WHAT IS EXPECTED »
Only lines containing the word "ArtifactWatcher" belong in the answer; copy each one from the records.

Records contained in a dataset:
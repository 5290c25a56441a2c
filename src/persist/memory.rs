use super::{FactoryBuilder, PersistenceUnit, Session, SessionFactory};
use parking_lot::RwLock;
use serde_json::Value;
use std::collections::{BTreeMap, BTreeSet, HashMap};
use std::sync::Arc;

/// Backing store shared by every factory the builder produces. Rebuilding
/// the factory changes which entity types are managed, not where rows live,
/// so data written before a reload stays visible after it.
#[derive(Default)]
pub struct DataStore {
    rows: RwLock<HashMap<String, BTreeMap<String, Value>>>,
}

impl DataStore {
    pub fn new() -> Self {
        Self::default()
    }

    pub fn put(&self, entity_type: &str, id: &str, value: Value) {
        self.rows
            .write()
            .entry(entity_type.to_string())
            .or_default()
            .insert(id.to_string(), value);
    }

    pub fn get(&self, entity_type: &str, id: &str) -> Option<Value> {
        self.rows.read().get(entity_type)?.get(id).cloned()
    }

    pub fn list(&self, entity_type: &str) -> Vec<Value> {
        self.rows
            .read()
            .get(entity_type)
            .map(|rows| rows.values().cloned().collect())
            .unwrap_or_default()
    }
}

/// Development-time session factory over the in-process store.
pub struct InMemorySessionFactory {
    managed: Arc<BTreeSet<String>>,
    store: Arc<DataStore>,
}

impl SessionFactory for InMemorySessionFactory {
    fn create_session(&self) -> Session {
        Session::new(self.managed.clone(), self.store.clone())
    }

    fn metamodel(&self) -> Vec<String> {
        self.managed.iter().cloned().collect()
    }
}

/// Builds [`InMemorySessionFactory`] instances over one shared store.
pub struct InMemoryFactoryBuilder {
    store: Arc<DataStore>,
}

impl InMemoryFactoryBuilder {
    pub fn new() -> Self {
        Self {
            store: Arc::new(DataStore::new()),
        }
    }
}

impl Default for InMemoryFactoryBuilder {
    fn default() -> Self {
        Self::new()
    }
}

impl FactoryBuilder for InMemoryFactoryBuilder {
    fn build(&self, unit: &PersistenceUnit) -> anyhow::Result<Arc<dyn SessionFactory>> {
        Ok(Arc::new(InMemorySessionFactory {
            managed: Arc::new(unit.managed_types.clone()),
            store: self.store.clone(),
        }))
    }
}

#[cfg(test)]
mod tests {
    use super::*;

    #[test]
    fn test_store_round_trip() {
        let store = DataStore::new();
        store.put("Order", "1", serde_json::json!({"total": 5}));
        assert_eq!(
            store.get("Order", "1"),
            Some(serde_json::json!({"total": 5}))
        );
        assert_eq!(store.get("Order", "2"), None);
        assert_eq!(store.list("Order").len(), 1);
        assert!(store.list("Customer").is_empty());
    }

    #[test]
    fn test_builder_shares_store_across_factories() {
        let builder = InMemoryFactoryBuilder::new();
        let mut unit = PersistenceUnit::default();
        unit.append_managed(["Order"]);

        let first = builder.build(&unit).unwrap();
        first
            .create_session()
            .save("Order", "1", serde_json::json!({}))
            .unwrap();

        unit.append_managed(["Customer"]);
        let second = builder.build(&unit).unwrap();
        assert_eq!(second.create_session().list("Order").unwrap().len(), 1);
    }
}
pub mod api;
pub mod config;
pub mod context;
pub mod dispatch;
pub mod engine;
pub mod model;
pub mod persist;
pub mod reload;
pub mod seed;

pub use config::AppConfig;
pub use context::AppContext;
pub use dispatch::{RequestHandler, RouteTable, SnapshotRouteTable};
pub use engine::{
    ArtifactWatcher, BuiltinDiscovery, LoaderBridge, ReloadEngine, RootRegistry, SwapRegistry,
    VersionSwapRegistry,
};
pub use persist::{InMemoryFactoryBuilder, PersistenceHandle, PersistenceUnit};
pub use reload::{PersistenceRefresher, ReloadBroker, ReloadListener, RouteRefresher};

use crate::api::handlers::ServeState;
use std::path::PathBuf;
use std::sync::Arc;
use std::time::Duration;

/// Everything the composition root wires together. One of these per
/// process; all the long-lived components hang off it by `Arc`, none of
/// them are statics.
pub struct App {
    pub config: AppConfig,
    pub context: Arc<AppContext>,
    pub builtin_routes: Arc<dyn RouteTable>,
    pub dynamic_routes: Arc<dyn RouteTable>,
    pub persistence: Arc<PersistenceHandle>,
    pub broker: Arc<ReloadBroker>,
    pub discovery: Arc<BuiltinDiscovery>,
    pub engine: Arc<ReloadEngine>,
}

/// Keeps the watcher and the reload thread alive; drop it to wind the
/// engine down (closing the event channel stops the thread).
pub struct ReloadTask {
    _watcher: ArtifactWatcher,
    pub thread: std::thread::JoinHandle<()>,
}

pub fn assemble(config: AppConfig) -> anyhow::Result<App> {
    let context = Arc::new(AppContext::new());
    let builtin_routes: Arc<dyn RouteTable> = Arc::new(SnapshotRouteTable::new());
    let dynamic_routes: Arc<dyn RouteTable> = Arc::new(SnapshotRouteTable::new());
    let persistence = Arc::new(PersistenceHandle::new(
        Box::new(InMemoryFactoryBuilder::new()),
        PersistenceUnit::new(config.persistence.properties.clone()),
    )?);

    let roots = Arc::new(RootRegistry::new(
        config.reload.roots.iter().map(PathBuf::from),
    ));
    let swap: Arc<dyn SwapRegistry> = Arc::new(VersionSwapRegistry::new());
    let bridge = Arc::new(LoaderBridge::new(swap));

    let mut broker = ReloadBroker::new();
    broker.add_listener(Arc::new(RouteRefresher::new(
        dynamic_routes.clone(),
        context.clone(),
    )));
    broker.add_listener(Arc::new(PersistenceRefresher::new(persistence.clone())));
    let broker = Arc::new(broker);
    broker.install(&context);

    let discovery = Arc::new(BuiltinDiscovery::new(
        roots.clone(),
        bridge.clone(),
        context.clone(),
        builtin_routes.clone(),
        persistence.clone(),
        broker.clone(),
    ));
    let engine = Arc::new(ReloadEngine::new(
        roots,
        bridge,
        broker.clone(),
        Duration::from_millis(config.reload.debounce_ms),
    ));

    Ok(App {
        config,
        context,
        builtin_routes,
        dynamic_routes,
        persistence,
        broker,
        discovery,
        engine,
    })
}

impl App {
    pub fn router(&self) -> axum::Router {
        api::routes::create_router().with_state(Arc::new(ServeState {
            builtin_routes: self.builtin_routes.clone(),
            dynamic_routes: self.dynamic_routes.clone(),
        }))
    }

    /// Start the watcher and the background reload thread, unless the
    /// development-profile gate is off.
    pub fn start_reload(&self) -> anyhow::Result<Option<ReloadTask>> {
        if !self.config.reload.enabled {
            log::info!("hot reload disabled; not watching for compiled modules");
            return Ok(None);
        }
        let paths: Vec<PathBuf> = self.config.reload.roots.iter().map(PathBuf::from).collect();
        for path in &paths {
            std::fs::create_dir_all(path)?;
        }
        let (watcher, rx) = ArtifactWatcher::subscribe(&paths)?;
        let thread = self.engine.clone().start(rx)?;
        Ok(Some(ReloadTask {
            _watcher: watcher,
            thread,
        }))
    }
}

// Function for integration testing
pub async fn run_server() -> anyhow::Result<()> {
    use axum::serve;
    use tokio::net::TcpListener;

    // Load environment variables from .env file if it exists
    dotenvy::dotenv().ok();

    // Initialize logging with INFO level only (suppress DEBUG logs)
    let _ = env_logger::Builder::from_env(env_logger::Env::default().default_filter_or("info"))
        .try_init();

    // Load configuration
    let config = AppConfig::load()?;
    let app = assemble(config)?;

    // Demo beans and sample module, gated like any other seed data
    if std::env::var("LOAD_SEED_DATA").unwrap_or_default() == "true" {
        seed::install_demo_beans(&app.context, &app.persistence);
        if let Some(root) = app.config.reload.roots.first() {
            seed::write_demo_module(std::path::Path::new(root))?;
        }
    }

    // Claim whatever is already compiled before serving
    app.discovery.scan()?;

    let _reload = app.start_reload()?;

    let bind_address = app.config.server_address();
    let listener = TcpListener::bind(&bind_address).await?;

    serve(listener, app.router()).await?;

    Ok(())
}
/// Canonical lifecycle state of a reloaded module, owned by the reload
/// broker. A module starts `New` when the classifier first sees its artifact
/// and becomes `Promoted` exactly once, either when every interested listener
/// has applied it or when built-in discovery claims it. Deleting and
/// recreating the artifact restarts the module at `New`.
#[derive(Debug, Clone, Copy, PartialEq, Eq)]
pub enum ModuleState {
    New,
    Promoted,
}

/// State transition delivered to reload listeners.
#[derive(Debug, Clone, Copy, PartialEq, Eq)]
pub enum Transition {
    /// A freshly loaded module the built-in mechanism does not know about.
    Discovered,
    /// Built-in discovery has taken ownership; listeners drop the module
    /// from any pending set they track.
    Promoted,
}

RESPONSE TO THIS EXERCISE »
    ArtifactWatcher, BuiltinDiscovery, LoaderBridge, ReloadEngine, RootRegistry, SwapRegistry,
    _watcher: ArtifactWatcher,
        let (watcher, rx) = ArtifactWatcher::subscribe(&paths)?;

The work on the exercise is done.